The exhibition features Indian ink drawings and paintings, paper sculptures and an animation created in 2013.
An empty white piece of paper is perfect and complete. First it has to be ruined so that the drawing can be freely worked on. When I work I am controlling. I make meticulous and time-consuming drawings that benefit from flaws. The name of the exhibition, Water damage, refers to both flaws and houses. I deal with the house theme from an anthropomorphic perspective. A house or a room is a living space, an image or a stage of the human mind. In my works, the houses are in the state of decay, sunken or destroyed by a flood. A flaw is a starting point and an opportunity to find something new. Stains mock you and a mess is a thicket that you have to clear. I strive for order, but chaos is tempting. I have used Indian ink because it is difficult to control completely. I like the black liquid that wets, dyes and soaks into the pores of the paper. The spirit of the bottle breaks loose.

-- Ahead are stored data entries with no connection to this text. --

//! Emergency dispatcher: best-effort alert delivery with one fallback.
//!
//! ```text
//!  load number ──none──▶ NoEmergencyNumber
//!       │
//!       ▼
//!  SMS available? ──yes──▶ send ──Sent──▶ SentViaSms
//!       │ no                  │ other / error
//!       ▼                     ▼
//!  fallback policy ──Disabled──▶ Failed(SmsNotDelivered)
//!       │ MessagingApp
//!       ▼
//!  can open deep link? ──no──▶ Failed(MessagingAppMissing)
//!       │ yes
//!       ▼
//!  open ──ok──▶ SentViaMessagingApp
//! ```
//!
//! [`Dispatcher::dispatch`] never propagates a failure.  Port errors become
//! a failed outcome, and a panic raised inside an adapter is caught at the
//! dispatch boundary and reported the same way.  Every outcome shows exactly
//! one [`Notice`].

use std::panic::AssertUnwindSafe;

use embassy_sync::blocking_mutex::raw::NoopRawMutex;
use embassy_sync::channel::Channel;
use futures_lite::FutureExt;
use log::{error, info, warn};
use percent_encoding::{AsciiSet, NON_ALPHANUMERIC, utf8_percent_encode};

use crate::app::events::AppEvent;
use crate::app::notices::Notice;
use crate::app::ports::{EventSink, LinkPort, NoticePort, SmsPort, SmsStatus, StoragePort};
use crate::config::{FallbackPolicy, MESSAGING_APP_URL, ShakeConfig};
use crate::contact::{EmergencyContactStore, EmergencyNumber};
use crate::detector::ShakeEvent;

/// Accepted shakes waiting for the dispatcher.
pub const DISPATCH_QUEUE_DEPTH: usize = 4;

/// Single-threaded queue between the screen task and the dispatch task.
pub type DispatchQueue = Channel<NoopRawMutex, ShakeEvent, DISPATCH_QUEUE_DEPTH>;

/// Characters left unescaped in a URI component (RFC 3986 unreserved plus
/// `!*'()`).
const URI_COMPONENT: &AsciiSet = &NON_ALPHANUMERIC
    .remove(b'-')
    .remove(b'_')
    .remove(b'.')
    .remove(b'!')
    .remove(b'~')
    .remove(b'*')
    .remove(b'\'')
    .remove(b'(')
    .remove(b')');

/// Why a dispatch failed.
#[derive(Debug, Clone, Copy, PartialEq, Eq)]
pub enum DispatchFailure {
    /// SMS did not deliver and the fallback is disabled.
    SmsNotDelivered,
    /// The messaging app is not installed (URL cannot be opened).
    MessagingAppMissing,
    /// The messaging app was present but opening it failed.
    LinkOpenFailed,
    /// The emergency number could not be read.
    StorageUnreadable,
    /// An adapter panicked mid-dispatch.
    Panicked,
}

/// Final result of one dispatch attempt.
#[derive(Debug, Clone, Copy, PartialEq, Eq)]
pub enum DispatchOutcome {
    SentViaSms,
    SentViaMessagingApp,
    NoEmergencyNumber,
    Failed(DispatchFailure),
}

impl DispatchOutcome {
    pub fn is_delivered(self) -> bool {
        matches!(self, Self::SentViaSms | Self::SentViaMessagingApp)
    }

    /// The notice shown for this outcome.
    pub fn notice(self) -> Notice {
        match self {
            Self::SentViaSms => Notice::AlertSentSms,
            Self::SentViaMessagingApp => Notice::AlertSentMessagingApp,
            Self::NoEmergencyNumber => Notice::NoEmergencyNumber,
            Self::Failed(_) => Notice::AlertFailed,
        }
    }
}

/// Build the messaging-app deep link for `number`, carrying `message`.
pub fn messaging_deep_link(number: &EmergencyNumber, message: &str) -> String {
    format!(
        "{}?phone={}&text={}",
        MESSAGING_APP_URL,
        number,
        utf8_percent_encode(message, URI_COMPONENT)
    )
}

pub struct Dispatcher {
    message: String,
    fallback: FallbackPolicy,
}

impl Dispatcher {
    pub fn new(config: &ShakeConfig) -> Self {
        Self {
            message: config.alert_message.clone(),
            fallback: config.fallback,
        }
    }

    pub fn message(&self) -> &str {
        &self.message
    }

    pub fn fallback(&self) -> FallbackPolicy {
        self.fallback
    }

    /// Deliver the alert to the stored emergency number.
    ///
    /// The `platform` parameter satisfies all three messaging-side ports so
    /// a single adapter can own the native bridge.
    pub async fn dispatch(
        &self,
        platform: &mut (impl SmsPort + LinkPort + StoragePort),
        notices: &mut impl NoticePort,
        sink: &mut impl EventSink,
    ) -> DispatchOutcome {
        let outcome = match AssertUnwindSafe(self.deliver(platform))
            .catch_unwind()
            .await
        {
            Ok(outcome) => outcome,
            Err(_) => {
                error!("Dispatch aborted by adapter panic");
                DispatchOutcome::Failed(DispatchFailure::Panicked)
            }
        };

        match outcome {
            DispatchOutcome::SentViaSms | DispatchOutcome::SentViaMessagingApp => {
                info!("Emergency alert delivered: {:?}", outcome);
            }
            _ => warn!("Emergency alert not delivered: {:?}", outcome),
        }
        notices.show(&outcome.notice());
        sink.emit(&AppEvent::DispatchFinished(outcome));
        outcome
    }

    // ── Internal ──────────────────────────────────────────────

    async fn deliver(&self, platform: &mut (impl SmsPort + LinkPort + StoragePort)) -> DispatchOutcome {
        let number = match EmergencyContactStore::load(&*platform) {
            Ok(Some(n)) => n,
            Ok(None) => return DispatchOutcome::NoEmergencyNumber,
            Err(e) => {
                warn!("Emergency number unreadable: {}", e);
                return DispatchOutcome::Failed(DispatchFailure::StorageUnreadable);
            }
        };

        if self.send_sms(platform, &number).await {
            return DispatchOutcome::SentViaSms;
        }

        match self.fallback {
            FallbackPolicy::Disabled => DispatchOutcome::Failed(DispatchFailure::SmsNotDelivered),
            FallbackPolicy::MessagingApp => self.open_messaging_app(platform, &number).await,
        }
    }

    /// Primary channel.  `true` only when the platform reports `Sent`.
    async fn send_sms(&self, platform: &mut impl SmsPort, number: &EmergencyNumber) -> bool {
        match platform.sms_available().await {
            Ok(true) => {}
            Ok(false) => {
                info!("SMS unavailable, skipping primary channel");
                return false;
            }
            Err(e) => {
                warn!("SMS availability query failed: {}", e);
                return false;
            }
        }

        match platform.send_sms(number.as_str(), &self.message).await {
            Ok(SmsStatus::Sent) => true,
            Ok(status) => {
                info!("SMS not confirmed ({:?})", status);
                false
            }
            Err(e) => {
                warn!("SMS send failed: {}", e);
                false
            }
        }
    }

    async fn open_messaging_app(
        &self,
        platform: &mut impl LinkPort,
        number: &EmergencyNumber,
    ) -> DispatchOutcome {
        let url = messaging_deep_link(number, &self.message);

        match platform.can_open_url(&url).await {
            Ok(true) => {}
            Ok(false) => return DispatchOutcome::Failed(DispatchFailure::MessagingAppMissing),
            Err(e) => {
                warn!("Deep link check failed: {}", e);
                return DispatchOutcome::Failed(DispatchFailure::MessagingAppMissing);
            }
        }

        match platform.open_url(&url).await {
            Ok(()) => DispatchOutcome::SentViaMessagingApp,
            Err(e) => {
                warn!("Deep link open failed: {}", e);
                DispatchOutcome::Failed(DispatchFailure::LinkOpenFailed)
            }
        }
    }
}
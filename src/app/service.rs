//! Application service: the hexagonal core of the home screen.
//!
//! [`ShakeAlertService`] owns the motion sampler and the shake detector.
//! It turns buffered accelerometer samples into queued dispatch requests
//! and reacts to screen lifecycle commands.  Dispatching itself happens on
//! the other side of the [`DispatchQueue`], so a slow send never stalls
//! sample processing.
//!
//! ```text
//!  AccelerometerPort ──▶ ┌──────────────────────┐ ──▶ DispatchQueue ──▶ Dispatcher
//!                        │  ShakeAlertService   │
//!        ClockPort ────▶ │  Sampler · Detector  │ ──▶ EventSink / NoticePort
//!                        └──────────────────────┘
//! ```

use log::{info, warn};

use crate::config::ShakeConfig;
use crate::contact::EmergencyContactStore;
use crate::detector::{ShakeDecision, ShakeDetector};
use crate::dispatch::DispatchQueue;
use crate::error::ContactError;
use crate::sampler::{MotionSampler, ShakeStatus};

use super::commands::AppCommand;
use super::events::AppEvent;
use super::notices::Notice;
use super::ports::{AccelerometerPort, ClockPort, EventSink, NoticePort, StoragePort};

// ───────────────────────────────────────────────────────────────
// ShakeAlertService
// ───────────────────────────────────────────────────────────────

pub struct ShakeAlertService<A: AccelerometerPort> {
    sampler: MotionSampler<A>,
    detector: ShakeDetector,
    samples_seen: u64,
}

impl<A: AccelerometerPort> ShakeAlertService<A> {
    /// Construct the service.  Sampling does not begin until [`start`]
    /// has confirmed the sensor and the screen reports focus.
    ///
    /// [`start`]: Self::start
    pub fn new(config: &ShakeConfig, accelerometer: A) -> Self {
        Self {
            sampler: MotionSampler::new(accelerometer, config.sample_interval_ms),
            detector: ShakeDetector::new(config),
            samples_seen: 0,
        }
    }

    // ── Lifecycle ─────────────────────────────────────────────

    /// Check sensor availability (once per screen mount).
    pub async fn start(
        &mut self,
        notices: &mut impl NoticePort,
        sink: &mut impl EventSink,
    ) -> ShakeStatus {
        self.sampler.check_availability(notices, sink).await;
        let status = self.sampler.status();
        info!("ShakeAlertService started: {}", status.label());
        status
    }

    // ── Per-tick processing ───────────────────────────────────

    /// Drain buffered samples through the detector, queueing every accepted
    /// shake.  Returns the number of shakes queued for dispatch.
    ///
    /// A shake that finds the queue full is dropped and the user is told.
    pub fn tick(
        &mut self,
        clock: &impl ClockPort,
        requests: &DispatchQueue,
        notices: &mut impl NoticePort,
        sink: &mut impl EventSink,
    ) -> usize {
        let detector = &mut self.detector;
        let mut queued = 0;

        let drained = self.sampler.drain(|sample| {
            match detector.process(sample, clock.now_ms()) {
                ShakeDecision::Still => {}
                ShakeDecision::Debounced {
                    force_g,
                    since_last_ms,
                } => sink.emit(&AppEvent::ShakeDebounced {
                    force_g,
                    since_last_ms,
                }),
                ShakeDecision::Shake(event) => {
                    if requests.try_send(event).is_ok() {
                        queued += 1;
                        sink.emit(&AppEvent::ShakeDetected(event));
                    } else {
                        warn!("Dispatch queue full, dropping shake at {} ms", event.at_ms);
                        notices.show(&Notice::AlertDropped);
                        sink.emit(&AppEvent::DispatchDropped(event));
                    }
                }
            }
        });

        self.samples_seen += drained as u64;
        queued
    }

    // ── Command handling ──────────────────────────────────────

    /// Process a lifecycle or settings command.
    pub fn handle_command(
        &mut self,
        cmd: AppCommand,
        storage: &mut impl StoragePort,
        notices: &mut impl NoticePort,
        sink: &mut impl EventSink,
    ) {
        match cmd {
            AppCommand::FocusChanged(focused) => {
                self.sampler.set_focus(focused, notices, sink);
            }
            AppCommand::Unmount => {
                self.sampler.set_focus(false, notices, sink);
                info!("Home screen unmounted");
            }
            AppCommand::SaveEmergencyNumber(input) => {
                match EmergencyContactStore::save(storage, &input) {
                    Ok(_) => {
                        notices.show(&Notice::NumberSaved);
                        sink.emit(&AppEvent::EmergencyNumberSaved);
                    }
                    Err(ContactError::Storage(e)) => {
                        warn!("Emergency number save failed: {}", e);
                        notices.show(&Notice::NumberSaveFailed);
                    }
                    Err(e) => {
                        info!("Emergency number rejected: {}", e);
                        notices.show(&Notice::NumberInvalid);
                    }
                }
            }
        }
    }

    // ── Queries ───────────────────────────────────────────────

    pub fn status(&self) -> ShakeStatus {
        self.sampler.status()
    }

    pub fn is_sampling(&self) -> bool {
        self.sampler.is_sampling()
    }

    /// Samples processed since construction.
    pub fn samples_seen(&self) -> u64 {
        self.samples_seen
    }

    /// Shakes accepted since construction.
    pub fn shakes_accepted(&self) -> u32 {
        self.detector.accepted_count()
    }

    pub fn sampler(&self) -> &MotionSampler<A> {
        &self.sampler
    }
}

The works are narrative by nature. They have been affected by various art works, literature and movies from different eras. The works only have a few references to realistic everyday life, even though one of the starting points has been news about irrational acts that have taken place in people’s homes. A house is often seen as a safe haven, but somewhere deep inside there may also be the frog prince Narcissus or Melusina, a feminine figure of legends who secretly turns into a serpent from the waist down. Our society relies on rationality and values success, but uncontrollable chaos is constantly present. I depict fears that are created when facing the subconscious powers churning underneath the fragile surface of reality. Houses resemble eggs as they are also some kind of shell. In the 1800s, Fabergé used exquisite materials to make Easter eggs for the Russian imperial family. Perfect miniature worlds were built inside the eggs. However, some of the eggs have gone missing in the course of time. In my head I think that the missing ones were unsuccessful. In my drawings they contain something black that was not meant to come out.